> [Your assignment]
Give again, unaltered, the lines of the listing below that run from the line having "fn at(price: f64)" through the line having "impl PriceProvider for FakePrices".

(Beginning of Dataset)

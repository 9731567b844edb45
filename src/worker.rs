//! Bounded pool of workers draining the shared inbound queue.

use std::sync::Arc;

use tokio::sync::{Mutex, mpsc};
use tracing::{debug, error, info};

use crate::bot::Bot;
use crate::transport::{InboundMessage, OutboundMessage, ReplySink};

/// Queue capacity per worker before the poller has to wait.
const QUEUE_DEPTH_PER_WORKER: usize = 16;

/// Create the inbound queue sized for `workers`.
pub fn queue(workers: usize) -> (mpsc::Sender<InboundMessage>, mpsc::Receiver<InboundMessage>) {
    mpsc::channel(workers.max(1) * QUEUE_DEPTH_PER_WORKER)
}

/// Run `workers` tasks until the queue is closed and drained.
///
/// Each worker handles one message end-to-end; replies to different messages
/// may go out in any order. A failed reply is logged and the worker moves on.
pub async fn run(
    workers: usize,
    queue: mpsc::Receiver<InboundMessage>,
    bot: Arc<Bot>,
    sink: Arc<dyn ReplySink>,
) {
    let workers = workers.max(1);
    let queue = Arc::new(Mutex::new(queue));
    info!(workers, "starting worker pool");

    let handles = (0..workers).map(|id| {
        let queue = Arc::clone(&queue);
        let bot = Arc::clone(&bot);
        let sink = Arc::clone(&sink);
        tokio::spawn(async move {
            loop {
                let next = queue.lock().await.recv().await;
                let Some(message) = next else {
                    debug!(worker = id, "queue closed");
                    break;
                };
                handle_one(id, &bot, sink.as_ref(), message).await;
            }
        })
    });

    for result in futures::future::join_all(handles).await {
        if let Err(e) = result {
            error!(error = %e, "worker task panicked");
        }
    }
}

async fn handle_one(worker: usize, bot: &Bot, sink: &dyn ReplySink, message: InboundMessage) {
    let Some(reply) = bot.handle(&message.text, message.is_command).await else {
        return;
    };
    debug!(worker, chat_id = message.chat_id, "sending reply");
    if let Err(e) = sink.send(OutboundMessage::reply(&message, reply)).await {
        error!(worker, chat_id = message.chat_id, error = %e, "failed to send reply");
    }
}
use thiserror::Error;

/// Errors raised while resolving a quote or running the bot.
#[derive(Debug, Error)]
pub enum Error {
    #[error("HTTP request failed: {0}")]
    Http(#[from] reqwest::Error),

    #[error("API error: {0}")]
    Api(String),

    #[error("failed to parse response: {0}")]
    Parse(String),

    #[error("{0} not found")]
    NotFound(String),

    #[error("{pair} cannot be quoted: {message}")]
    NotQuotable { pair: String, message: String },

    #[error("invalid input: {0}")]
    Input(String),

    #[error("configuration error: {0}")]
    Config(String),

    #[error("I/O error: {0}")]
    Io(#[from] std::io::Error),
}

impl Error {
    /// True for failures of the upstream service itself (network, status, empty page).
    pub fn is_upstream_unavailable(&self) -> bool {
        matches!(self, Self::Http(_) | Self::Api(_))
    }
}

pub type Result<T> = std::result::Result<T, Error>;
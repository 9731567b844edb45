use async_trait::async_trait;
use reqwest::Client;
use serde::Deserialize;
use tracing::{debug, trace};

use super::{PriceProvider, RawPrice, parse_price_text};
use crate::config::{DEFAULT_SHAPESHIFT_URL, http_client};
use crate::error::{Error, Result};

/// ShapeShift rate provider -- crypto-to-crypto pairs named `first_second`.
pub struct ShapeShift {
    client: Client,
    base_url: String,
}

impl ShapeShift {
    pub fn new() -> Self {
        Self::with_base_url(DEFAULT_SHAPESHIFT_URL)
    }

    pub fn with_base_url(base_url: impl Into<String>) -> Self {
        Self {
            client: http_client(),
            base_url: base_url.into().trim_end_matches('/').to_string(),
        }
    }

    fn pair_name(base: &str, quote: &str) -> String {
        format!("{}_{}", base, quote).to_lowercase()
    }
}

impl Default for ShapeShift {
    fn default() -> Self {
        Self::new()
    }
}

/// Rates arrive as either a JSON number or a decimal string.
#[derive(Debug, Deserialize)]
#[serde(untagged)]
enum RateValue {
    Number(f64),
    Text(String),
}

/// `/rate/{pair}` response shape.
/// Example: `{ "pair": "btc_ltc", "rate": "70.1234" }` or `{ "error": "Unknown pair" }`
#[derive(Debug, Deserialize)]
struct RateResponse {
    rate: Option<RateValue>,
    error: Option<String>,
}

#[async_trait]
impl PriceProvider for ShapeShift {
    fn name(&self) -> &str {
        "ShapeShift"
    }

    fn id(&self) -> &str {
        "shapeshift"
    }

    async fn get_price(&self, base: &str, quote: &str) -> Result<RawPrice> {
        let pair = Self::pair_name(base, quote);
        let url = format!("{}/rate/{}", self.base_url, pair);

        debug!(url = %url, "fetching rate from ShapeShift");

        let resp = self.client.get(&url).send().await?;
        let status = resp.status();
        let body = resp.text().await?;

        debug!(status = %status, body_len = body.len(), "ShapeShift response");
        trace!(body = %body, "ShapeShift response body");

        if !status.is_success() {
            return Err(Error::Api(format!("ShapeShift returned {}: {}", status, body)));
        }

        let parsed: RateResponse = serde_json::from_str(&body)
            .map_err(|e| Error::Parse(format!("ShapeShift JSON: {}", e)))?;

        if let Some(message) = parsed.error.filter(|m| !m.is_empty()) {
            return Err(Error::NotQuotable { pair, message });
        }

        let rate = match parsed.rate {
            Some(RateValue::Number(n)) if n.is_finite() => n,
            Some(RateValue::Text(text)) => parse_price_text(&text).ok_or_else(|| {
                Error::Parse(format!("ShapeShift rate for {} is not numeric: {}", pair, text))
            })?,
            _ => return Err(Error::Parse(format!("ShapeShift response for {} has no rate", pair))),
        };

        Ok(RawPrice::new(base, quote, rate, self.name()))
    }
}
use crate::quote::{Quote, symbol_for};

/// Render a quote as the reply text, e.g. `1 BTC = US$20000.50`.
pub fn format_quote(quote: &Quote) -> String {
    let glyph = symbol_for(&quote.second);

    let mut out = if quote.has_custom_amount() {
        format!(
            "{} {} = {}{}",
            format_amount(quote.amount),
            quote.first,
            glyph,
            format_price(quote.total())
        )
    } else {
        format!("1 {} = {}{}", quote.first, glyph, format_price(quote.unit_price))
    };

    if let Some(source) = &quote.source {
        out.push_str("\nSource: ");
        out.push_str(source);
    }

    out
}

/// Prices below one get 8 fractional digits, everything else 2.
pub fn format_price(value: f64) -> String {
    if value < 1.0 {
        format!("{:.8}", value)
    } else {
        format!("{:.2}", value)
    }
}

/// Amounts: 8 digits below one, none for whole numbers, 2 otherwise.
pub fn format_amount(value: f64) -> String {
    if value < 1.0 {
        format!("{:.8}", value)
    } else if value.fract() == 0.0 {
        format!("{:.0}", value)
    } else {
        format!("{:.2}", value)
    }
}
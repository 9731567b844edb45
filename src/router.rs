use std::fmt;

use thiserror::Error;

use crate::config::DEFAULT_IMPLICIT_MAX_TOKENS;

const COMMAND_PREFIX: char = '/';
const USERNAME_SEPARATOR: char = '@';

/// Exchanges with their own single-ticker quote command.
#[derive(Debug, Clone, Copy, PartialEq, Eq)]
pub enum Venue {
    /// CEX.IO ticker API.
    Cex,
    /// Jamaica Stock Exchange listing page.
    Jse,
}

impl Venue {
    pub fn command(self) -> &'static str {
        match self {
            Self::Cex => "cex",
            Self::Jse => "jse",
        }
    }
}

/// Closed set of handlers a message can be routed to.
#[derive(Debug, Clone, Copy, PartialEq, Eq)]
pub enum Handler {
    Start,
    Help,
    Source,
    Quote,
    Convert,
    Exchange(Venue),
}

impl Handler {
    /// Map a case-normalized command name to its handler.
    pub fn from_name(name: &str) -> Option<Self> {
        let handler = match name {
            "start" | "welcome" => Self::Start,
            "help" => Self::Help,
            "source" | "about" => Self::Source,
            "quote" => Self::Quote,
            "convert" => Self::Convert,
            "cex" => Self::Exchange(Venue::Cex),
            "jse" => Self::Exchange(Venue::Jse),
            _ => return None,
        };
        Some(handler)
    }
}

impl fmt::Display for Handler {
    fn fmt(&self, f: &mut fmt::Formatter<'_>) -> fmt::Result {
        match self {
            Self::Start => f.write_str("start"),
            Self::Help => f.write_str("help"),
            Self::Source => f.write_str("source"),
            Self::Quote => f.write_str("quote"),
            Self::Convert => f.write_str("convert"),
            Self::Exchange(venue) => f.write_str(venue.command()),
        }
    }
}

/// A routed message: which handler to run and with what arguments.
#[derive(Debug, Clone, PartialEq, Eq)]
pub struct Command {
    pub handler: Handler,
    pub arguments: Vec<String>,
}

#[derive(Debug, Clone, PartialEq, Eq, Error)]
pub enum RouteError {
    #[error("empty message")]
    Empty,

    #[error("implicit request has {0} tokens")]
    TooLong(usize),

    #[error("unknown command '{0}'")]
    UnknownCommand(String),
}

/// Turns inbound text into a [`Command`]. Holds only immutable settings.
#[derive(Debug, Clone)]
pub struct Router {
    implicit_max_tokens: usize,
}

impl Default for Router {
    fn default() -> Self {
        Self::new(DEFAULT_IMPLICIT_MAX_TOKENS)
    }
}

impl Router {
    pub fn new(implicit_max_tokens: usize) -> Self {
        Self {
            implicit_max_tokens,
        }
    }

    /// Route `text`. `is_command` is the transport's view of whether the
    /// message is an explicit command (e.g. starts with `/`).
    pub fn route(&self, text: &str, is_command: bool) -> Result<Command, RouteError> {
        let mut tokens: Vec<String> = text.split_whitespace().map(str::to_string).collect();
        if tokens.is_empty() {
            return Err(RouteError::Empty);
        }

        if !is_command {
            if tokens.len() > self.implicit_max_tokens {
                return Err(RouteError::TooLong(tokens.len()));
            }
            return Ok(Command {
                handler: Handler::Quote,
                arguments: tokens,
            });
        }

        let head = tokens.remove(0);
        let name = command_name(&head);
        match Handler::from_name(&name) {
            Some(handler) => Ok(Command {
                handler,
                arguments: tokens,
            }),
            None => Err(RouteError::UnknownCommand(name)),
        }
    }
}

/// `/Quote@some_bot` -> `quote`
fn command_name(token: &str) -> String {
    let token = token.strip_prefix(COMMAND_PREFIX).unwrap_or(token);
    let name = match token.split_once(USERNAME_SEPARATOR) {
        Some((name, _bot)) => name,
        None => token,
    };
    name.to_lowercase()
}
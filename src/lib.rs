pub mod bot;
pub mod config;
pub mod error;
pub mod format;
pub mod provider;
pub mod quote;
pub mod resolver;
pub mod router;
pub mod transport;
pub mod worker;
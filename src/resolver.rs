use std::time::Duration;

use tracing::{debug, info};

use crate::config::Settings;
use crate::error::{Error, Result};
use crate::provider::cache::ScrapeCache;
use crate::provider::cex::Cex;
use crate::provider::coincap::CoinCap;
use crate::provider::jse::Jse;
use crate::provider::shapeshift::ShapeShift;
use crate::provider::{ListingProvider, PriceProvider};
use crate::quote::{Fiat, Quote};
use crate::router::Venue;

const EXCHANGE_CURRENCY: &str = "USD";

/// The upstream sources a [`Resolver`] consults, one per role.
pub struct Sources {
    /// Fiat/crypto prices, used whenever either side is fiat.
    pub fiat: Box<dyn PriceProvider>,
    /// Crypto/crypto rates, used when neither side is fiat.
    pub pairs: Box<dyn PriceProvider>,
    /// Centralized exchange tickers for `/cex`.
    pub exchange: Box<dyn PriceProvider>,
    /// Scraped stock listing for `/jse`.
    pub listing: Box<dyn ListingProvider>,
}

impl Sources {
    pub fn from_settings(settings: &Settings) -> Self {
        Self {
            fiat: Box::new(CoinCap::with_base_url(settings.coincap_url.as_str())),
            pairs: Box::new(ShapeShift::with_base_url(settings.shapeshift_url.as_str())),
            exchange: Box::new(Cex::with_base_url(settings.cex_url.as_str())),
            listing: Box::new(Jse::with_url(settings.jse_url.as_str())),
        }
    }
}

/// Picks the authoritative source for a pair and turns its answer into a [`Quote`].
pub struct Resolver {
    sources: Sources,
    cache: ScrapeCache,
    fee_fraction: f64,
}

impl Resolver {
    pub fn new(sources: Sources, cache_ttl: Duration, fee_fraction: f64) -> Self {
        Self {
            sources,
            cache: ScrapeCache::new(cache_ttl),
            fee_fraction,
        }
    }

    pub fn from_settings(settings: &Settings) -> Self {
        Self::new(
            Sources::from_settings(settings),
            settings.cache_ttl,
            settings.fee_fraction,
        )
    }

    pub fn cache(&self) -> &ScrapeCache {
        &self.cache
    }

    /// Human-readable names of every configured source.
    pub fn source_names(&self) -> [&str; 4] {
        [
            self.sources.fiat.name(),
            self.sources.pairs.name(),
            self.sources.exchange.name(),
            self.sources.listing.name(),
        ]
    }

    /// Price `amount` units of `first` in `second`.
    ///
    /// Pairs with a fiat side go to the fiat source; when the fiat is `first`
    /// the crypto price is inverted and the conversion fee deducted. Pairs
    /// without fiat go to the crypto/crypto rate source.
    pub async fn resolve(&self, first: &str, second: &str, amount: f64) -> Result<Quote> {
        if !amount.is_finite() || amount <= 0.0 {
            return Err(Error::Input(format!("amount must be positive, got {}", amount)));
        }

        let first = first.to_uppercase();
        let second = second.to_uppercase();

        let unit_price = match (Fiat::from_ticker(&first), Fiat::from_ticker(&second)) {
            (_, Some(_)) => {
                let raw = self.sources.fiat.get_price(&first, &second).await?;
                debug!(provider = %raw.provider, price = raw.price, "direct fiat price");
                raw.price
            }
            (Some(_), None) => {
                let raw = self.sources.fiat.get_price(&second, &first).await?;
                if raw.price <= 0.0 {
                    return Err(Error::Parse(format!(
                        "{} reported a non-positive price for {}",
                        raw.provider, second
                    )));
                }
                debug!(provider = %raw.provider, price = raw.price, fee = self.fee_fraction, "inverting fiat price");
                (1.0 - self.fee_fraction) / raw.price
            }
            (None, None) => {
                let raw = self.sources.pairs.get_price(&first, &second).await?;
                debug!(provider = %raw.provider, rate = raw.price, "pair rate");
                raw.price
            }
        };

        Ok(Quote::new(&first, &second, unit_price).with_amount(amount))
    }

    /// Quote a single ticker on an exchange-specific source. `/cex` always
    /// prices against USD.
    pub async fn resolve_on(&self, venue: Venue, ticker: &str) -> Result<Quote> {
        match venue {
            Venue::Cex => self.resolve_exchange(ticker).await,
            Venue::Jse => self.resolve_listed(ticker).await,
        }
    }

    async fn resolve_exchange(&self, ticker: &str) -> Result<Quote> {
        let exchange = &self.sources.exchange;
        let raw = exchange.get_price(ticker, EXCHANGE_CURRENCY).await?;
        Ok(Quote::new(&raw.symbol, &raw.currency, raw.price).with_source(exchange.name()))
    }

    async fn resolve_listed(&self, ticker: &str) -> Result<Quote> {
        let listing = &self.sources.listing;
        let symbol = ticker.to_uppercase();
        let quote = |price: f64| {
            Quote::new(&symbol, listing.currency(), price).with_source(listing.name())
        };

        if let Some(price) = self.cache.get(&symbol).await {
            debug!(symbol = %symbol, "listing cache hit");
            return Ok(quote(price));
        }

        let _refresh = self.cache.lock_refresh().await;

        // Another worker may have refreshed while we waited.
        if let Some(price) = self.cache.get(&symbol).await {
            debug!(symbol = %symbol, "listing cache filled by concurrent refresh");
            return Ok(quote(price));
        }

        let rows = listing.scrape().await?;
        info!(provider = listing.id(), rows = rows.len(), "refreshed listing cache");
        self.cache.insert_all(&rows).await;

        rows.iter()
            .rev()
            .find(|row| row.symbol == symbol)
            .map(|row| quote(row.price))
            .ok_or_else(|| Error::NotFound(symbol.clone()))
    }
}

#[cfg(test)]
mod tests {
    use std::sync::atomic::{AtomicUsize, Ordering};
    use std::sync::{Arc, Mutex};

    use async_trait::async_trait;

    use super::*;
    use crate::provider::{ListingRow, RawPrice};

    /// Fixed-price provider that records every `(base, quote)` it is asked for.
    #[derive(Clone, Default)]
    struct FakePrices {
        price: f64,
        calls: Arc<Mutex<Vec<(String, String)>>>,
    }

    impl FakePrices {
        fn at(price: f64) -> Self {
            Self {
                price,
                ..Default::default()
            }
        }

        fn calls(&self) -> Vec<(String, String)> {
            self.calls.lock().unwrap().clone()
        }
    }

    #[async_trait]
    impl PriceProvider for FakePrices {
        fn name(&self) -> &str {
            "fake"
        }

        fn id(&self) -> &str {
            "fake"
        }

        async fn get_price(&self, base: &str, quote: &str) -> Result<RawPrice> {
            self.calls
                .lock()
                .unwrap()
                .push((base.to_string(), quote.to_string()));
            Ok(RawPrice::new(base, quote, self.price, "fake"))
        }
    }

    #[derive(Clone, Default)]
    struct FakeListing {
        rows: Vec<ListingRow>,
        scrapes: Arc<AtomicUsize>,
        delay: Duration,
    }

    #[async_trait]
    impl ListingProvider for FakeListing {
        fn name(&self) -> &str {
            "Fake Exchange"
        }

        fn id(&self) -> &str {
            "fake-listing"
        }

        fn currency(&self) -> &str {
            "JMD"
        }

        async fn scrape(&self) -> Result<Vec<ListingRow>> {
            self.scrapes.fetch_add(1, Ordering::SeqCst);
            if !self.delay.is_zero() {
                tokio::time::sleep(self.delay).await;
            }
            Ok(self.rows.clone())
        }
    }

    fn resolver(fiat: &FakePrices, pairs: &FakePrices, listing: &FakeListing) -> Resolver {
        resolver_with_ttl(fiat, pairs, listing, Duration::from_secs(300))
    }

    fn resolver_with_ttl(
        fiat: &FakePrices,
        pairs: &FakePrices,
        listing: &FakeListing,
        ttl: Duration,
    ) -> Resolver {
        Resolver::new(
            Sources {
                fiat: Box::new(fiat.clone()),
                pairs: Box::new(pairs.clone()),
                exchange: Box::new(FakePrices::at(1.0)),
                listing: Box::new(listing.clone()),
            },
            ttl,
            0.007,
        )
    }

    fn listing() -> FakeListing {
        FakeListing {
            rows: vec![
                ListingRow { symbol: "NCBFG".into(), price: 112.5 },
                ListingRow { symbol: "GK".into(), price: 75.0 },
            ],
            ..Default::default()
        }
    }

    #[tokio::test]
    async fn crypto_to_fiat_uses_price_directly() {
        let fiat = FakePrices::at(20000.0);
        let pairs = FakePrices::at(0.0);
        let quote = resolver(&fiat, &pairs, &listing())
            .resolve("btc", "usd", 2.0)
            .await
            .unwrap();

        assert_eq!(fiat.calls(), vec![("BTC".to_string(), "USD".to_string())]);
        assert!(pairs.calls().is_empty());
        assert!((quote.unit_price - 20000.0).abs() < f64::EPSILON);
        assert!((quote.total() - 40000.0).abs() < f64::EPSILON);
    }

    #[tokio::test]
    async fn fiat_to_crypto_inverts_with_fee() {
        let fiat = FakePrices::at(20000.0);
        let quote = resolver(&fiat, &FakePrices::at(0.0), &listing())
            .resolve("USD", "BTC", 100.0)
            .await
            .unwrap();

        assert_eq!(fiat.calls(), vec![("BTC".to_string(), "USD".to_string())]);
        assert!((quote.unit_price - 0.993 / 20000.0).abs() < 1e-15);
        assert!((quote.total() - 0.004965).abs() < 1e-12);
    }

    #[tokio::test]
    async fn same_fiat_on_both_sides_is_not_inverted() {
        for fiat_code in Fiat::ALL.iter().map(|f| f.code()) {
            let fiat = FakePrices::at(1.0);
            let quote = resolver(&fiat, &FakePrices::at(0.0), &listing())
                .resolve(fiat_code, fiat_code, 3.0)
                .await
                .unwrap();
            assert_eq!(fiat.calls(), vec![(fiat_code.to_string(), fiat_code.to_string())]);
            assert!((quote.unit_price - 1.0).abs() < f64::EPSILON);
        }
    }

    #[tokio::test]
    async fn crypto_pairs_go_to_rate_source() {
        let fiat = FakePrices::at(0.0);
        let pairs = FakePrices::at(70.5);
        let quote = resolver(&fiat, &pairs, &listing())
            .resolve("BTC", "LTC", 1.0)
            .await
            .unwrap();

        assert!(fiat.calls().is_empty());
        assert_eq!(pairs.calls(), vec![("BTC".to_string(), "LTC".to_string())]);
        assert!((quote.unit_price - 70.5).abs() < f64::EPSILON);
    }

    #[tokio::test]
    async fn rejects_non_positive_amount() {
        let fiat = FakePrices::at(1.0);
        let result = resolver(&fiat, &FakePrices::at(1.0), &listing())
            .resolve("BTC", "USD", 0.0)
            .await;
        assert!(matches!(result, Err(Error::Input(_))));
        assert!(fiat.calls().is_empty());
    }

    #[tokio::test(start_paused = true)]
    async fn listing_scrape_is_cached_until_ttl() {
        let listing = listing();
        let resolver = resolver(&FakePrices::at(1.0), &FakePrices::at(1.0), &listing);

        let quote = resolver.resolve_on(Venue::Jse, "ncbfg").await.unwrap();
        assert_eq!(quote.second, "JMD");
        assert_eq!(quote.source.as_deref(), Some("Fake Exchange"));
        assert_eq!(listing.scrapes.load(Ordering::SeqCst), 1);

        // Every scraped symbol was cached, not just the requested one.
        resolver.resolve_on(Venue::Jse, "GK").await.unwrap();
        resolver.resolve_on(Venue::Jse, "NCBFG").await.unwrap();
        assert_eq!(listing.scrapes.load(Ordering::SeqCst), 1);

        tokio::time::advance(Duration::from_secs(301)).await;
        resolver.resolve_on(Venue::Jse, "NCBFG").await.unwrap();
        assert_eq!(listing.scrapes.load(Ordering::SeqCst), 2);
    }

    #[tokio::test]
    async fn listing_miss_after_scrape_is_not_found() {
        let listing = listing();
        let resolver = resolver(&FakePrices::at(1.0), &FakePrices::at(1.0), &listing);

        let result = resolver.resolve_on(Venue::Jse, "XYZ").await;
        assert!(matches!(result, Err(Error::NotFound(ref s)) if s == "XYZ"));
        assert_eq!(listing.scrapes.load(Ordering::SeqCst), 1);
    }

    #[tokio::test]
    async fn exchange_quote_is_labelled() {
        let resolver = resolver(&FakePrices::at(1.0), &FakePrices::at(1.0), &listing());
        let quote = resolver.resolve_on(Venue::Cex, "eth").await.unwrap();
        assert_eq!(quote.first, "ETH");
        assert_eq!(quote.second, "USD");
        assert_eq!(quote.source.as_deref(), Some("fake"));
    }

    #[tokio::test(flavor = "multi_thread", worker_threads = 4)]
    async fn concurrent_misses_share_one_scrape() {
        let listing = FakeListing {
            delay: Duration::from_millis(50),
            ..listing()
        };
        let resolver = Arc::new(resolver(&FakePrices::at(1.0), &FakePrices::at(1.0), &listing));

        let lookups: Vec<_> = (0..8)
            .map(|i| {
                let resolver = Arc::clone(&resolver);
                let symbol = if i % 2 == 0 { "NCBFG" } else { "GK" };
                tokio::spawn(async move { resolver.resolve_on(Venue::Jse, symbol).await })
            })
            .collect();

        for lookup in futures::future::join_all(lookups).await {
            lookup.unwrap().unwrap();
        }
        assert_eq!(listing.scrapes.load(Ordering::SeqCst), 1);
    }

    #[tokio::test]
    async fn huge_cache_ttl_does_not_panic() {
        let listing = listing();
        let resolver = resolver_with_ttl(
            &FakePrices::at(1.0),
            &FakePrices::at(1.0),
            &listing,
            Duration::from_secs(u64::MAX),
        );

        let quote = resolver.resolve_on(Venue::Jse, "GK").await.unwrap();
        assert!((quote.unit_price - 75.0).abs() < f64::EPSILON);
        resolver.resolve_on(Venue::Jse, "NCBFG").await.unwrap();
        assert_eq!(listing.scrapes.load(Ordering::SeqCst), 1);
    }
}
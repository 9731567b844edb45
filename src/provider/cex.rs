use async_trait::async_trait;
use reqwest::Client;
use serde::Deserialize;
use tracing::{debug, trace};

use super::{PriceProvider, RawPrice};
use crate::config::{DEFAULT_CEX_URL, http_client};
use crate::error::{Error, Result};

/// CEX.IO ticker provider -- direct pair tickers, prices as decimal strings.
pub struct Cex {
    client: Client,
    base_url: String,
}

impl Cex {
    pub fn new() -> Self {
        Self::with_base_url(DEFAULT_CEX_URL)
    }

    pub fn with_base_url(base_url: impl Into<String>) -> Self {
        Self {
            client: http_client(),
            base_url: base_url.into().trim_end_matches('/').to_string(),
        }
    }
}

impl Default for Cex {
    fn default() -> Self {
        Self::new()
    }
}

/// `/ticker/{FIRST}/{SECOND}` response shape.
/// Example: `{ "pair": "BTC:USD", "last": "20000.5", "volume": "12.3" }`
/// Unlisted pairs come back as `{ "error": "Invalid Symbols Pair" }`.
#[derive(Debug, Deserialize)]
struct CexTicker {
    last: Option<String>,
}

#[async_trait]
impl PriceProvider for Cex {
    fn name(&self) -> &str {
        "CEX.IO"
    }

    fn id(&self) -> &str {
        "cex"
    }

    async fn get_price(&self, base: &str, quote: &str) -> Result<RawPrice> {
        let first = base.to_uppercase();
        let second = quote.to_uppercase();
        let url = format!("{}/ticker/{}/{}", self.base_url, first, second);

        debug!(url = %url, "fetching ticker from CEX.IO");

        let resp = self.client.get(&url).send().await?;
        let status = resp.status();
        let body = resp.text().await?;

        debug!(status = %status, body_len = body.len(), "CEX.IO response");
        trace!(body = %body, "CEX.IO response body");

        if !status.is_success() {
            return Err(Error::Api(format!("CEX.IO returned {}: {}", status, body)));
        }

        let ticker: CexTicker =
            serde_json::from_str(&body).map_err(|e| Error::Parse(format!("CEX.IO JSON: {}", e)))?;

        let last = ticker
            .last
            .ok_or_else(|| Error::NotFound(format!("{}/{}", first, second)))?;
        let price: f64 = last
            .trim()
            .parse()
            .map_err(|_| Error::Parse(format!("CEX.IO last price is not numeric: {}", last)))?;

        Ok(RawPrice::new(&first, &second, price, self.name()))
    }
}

(End of Dataset)

> [Result]
        fn at(price: f64) -> Self {
            Self {
                price,
                ..Default::default()
            }
        }

        fn calls(&self) -> Vec<(String, String)> {
            self.calls.lock().unwrap().clone()
        }
    }

    #[async_trait]
    impl PriceProvider for FakePrices {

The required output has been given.